Problem :: Find all the lines in the material below with the word "если", and copy them.

Top of Records shown

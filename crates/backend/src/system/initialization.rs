use anyhow::Result;
use contracts::enums::MarketplaceType;
use sea_orm::DatabaseConnection;
use std::sync::Arc;

use crate::shared::config::Config;
use crate::shared::marketplaces::wildberries::WildberriesOrderService;
use crate::shared::marketplaces::PlatformServiceRegistry;
use crate::system::order_fetch::logger::TaskLogger;
use crate::system::order_fetch::repository::SqliteTaskStore;
use crate::system::order_fetch::{OrderFetchService, TaskRegistry, WorkerSettings};

/// Клиенты площадок, для которых поддерживается выгрузка заказов
pub fn platform_registry(db: &DatabaseConnection) -> PlatformServiceRegistry {
    let mut platforms = PlatformServiceRegistry::new();
    platforms.register(
        MarketplaceType::Wildberries,
        WildberriesOrderService::builder(db.clone()),
    );
    platforms
}

/// Собирает сервис выгрузки заказов поверх SQLite
pub fn build_order_fetch_service(config: &Config, db: &DatabaseConnection) -> OrderFetchService {
    let store = Arc::new(SqliteTaskStore::new(db.clone()));
    let platforms = platform_registry(db);
    for marketplace in MarketplaceType::all() {
        if !platforms.supports(marketplace) {
            tracing::info!(
                "Order fetching is not available for {}",
                marketplace.display_name()
            );
        }
    }

    OrderFetchService::new(
        store.clone(),
        store,
        Arc::new(platforms),
        Arc::new(TaskRegistry::new()),
        Arc::new(TaskLogger::new(&config.order_fetch.log_dir)),
        WorkerSettings::from_config(&config.order_fetch),
    )
}

/// Сверка задач, оставшихся в `running` после прошлого запуска (если включена)
pub async fn reconcile_orphaned_tasks(config: &Config, service: &OrderFetchService) -> Result<()> {
    if !config.order_fetch.reconcile_orphans_on_startup {
        tracing::info!("Orphaned order fetch task reconciliation is disabled");
        return Ok(());
    }
    let swept = service.reconcile_orphans().await?;
    tracing::info!("Orphaned order fetch tasks reconciled: {}", swept);
    Ok(())
}
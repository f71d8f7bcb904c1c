use async_trait::async_trait;
use chrono::{DateTime, Utc};
use contracts::domain::a006_connection_mp::aggregate::ConnectionMP;
use contracts::enums::MarketplaceType;
use contracts::system::order_fetch::{
    OrderFetchProgress, OrderFetchTask, OrderFetchTaskId, PlatformOrderStats, TaskStatus,
};
use uuid::Uuid;

use super::error::OrderFetchResult;

/// Частичное обновление строки задачи. Незаданные поля не трогаются,
/// `progress` заменяется целиком.
#[derive(Debug, Clone, Default, PartialEq)]
pub struct TaskUpdate {
    pub progress: Option<OrderFetchProgress>,
    pub error: Option<String>,
    pub stopped_at: Option<DateTime<Utc>>,
    pub completed_at: Option<DateTime<Utc>>,
}

impl TaskUpdate {
    pub fn progress(progress: OrderFetchProgress) -> Self {
        Self {
            progress: Some(progress),
            ..Default::default()
        }
    }

    /// Применяет обновление к задаче в памяти
    pub fn apply_to(&self, task: &mut OrderFetchTask) {
        if let Some(progress) = &self.progress {
            task.progress = progress.clone();
        }
        if let Some(error) = &self.error {
            task.error = Some(error.clone());
        }
        if let Some(stopped_at) = self.stopped_at {
            task.stopped_at = Some(stopped_at);
        }
        if let Some(completed_at) = self.completed_at {
            task.completed_at = Some(completed_at);
        }
        task.updated_at = Utc::now();
    }
}

/// Фильтры списка задач
#[derive(Debug, Clone, PartialEq, Eq)]
pub struct TaskListFilter {
    pub status: Option<TaskStatus>,
    pub platform: Option<MarketplaceType>,
    pub limit: u64,
    pub offset: u64,
}

/// Долговременное хранилище задач выгрузки и производные запросы
#[async_trait]
pub trait TaskStore: Send + Sync {
    /// Вставляет новую задачу в статусе `running`.
    /// Возвращает `AlreadyRunning`, если для той же пары (пользователь, подключение)
    /// уже есть выполняющаяся задача того же типа.
    async fn create(&self, task: &OrderFetchTask) -> OrderFetchResult<()>;

    async fn get(&self, task_id: &OrderFetchTaskId) -> OrderFetchResult<Option<OrderFetchTask>>;

    /// Last-write-wins обновление полей
    async fn update(&self, task_id: &OrderFetchTaskId, update: TaskUpdate)
        -> OrderFetchResult<()>;

    /// Терминальная запись. Применяется, только пока задача в `running`;
    /// возвращает false, если статус уже терминальный.
    async fn finish(
        &self,
        task_id: &OrderFetchTaskId,
        status: TaskStatus,
        update: TaskUpdate,
    ) -> OrderFetchResult<bool>;

    async fn find_active_by_connection(
        &self,
        user_id: &str,
        connection_id: &str,
        task_type: &str,
    ) -> OrderFetchResult<Option<OrderFetchTask>>;

    /// Задачи пользователя (новые сверху) и общее количество по фильтру
    async fn list(
        &self,
        user_id: &str,
        filter: &TaskListFilter,
    ) -> OrderFetchResult<(Vec<OrderFetchTask>, u64)>;

    /// Переводит все `running` задачи в `failed` (сверка после рестарта)
    async fn fail_orphaned_running(&self, message: &str) -> OrderFetchResult<u64>;

    async fn order_stats(
        &self,
        user_id: &str,
        connection_id: Option<&str>,
    ) -> OrderFetchResult<Vec<PlatformOrderStats>>;
}

/// Источник подключений к маркетплейсам
#[async_trait]
pub trait ConnectionProvider: Send + Sync {
    async fn get_connection(&self, id: Uuid) -> OrderFetchResult<Option<ConnectionMP>>;
}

Bottom of Records shown

Task answer ::
/// Сверка задач, оставшихся в `running` после прошлого запуска (если включена)
    /// Возвращает `AlreadyRunning`, если для той же пары (пользователь, подключение)
    /// возвращает false, если статус уже терминальный.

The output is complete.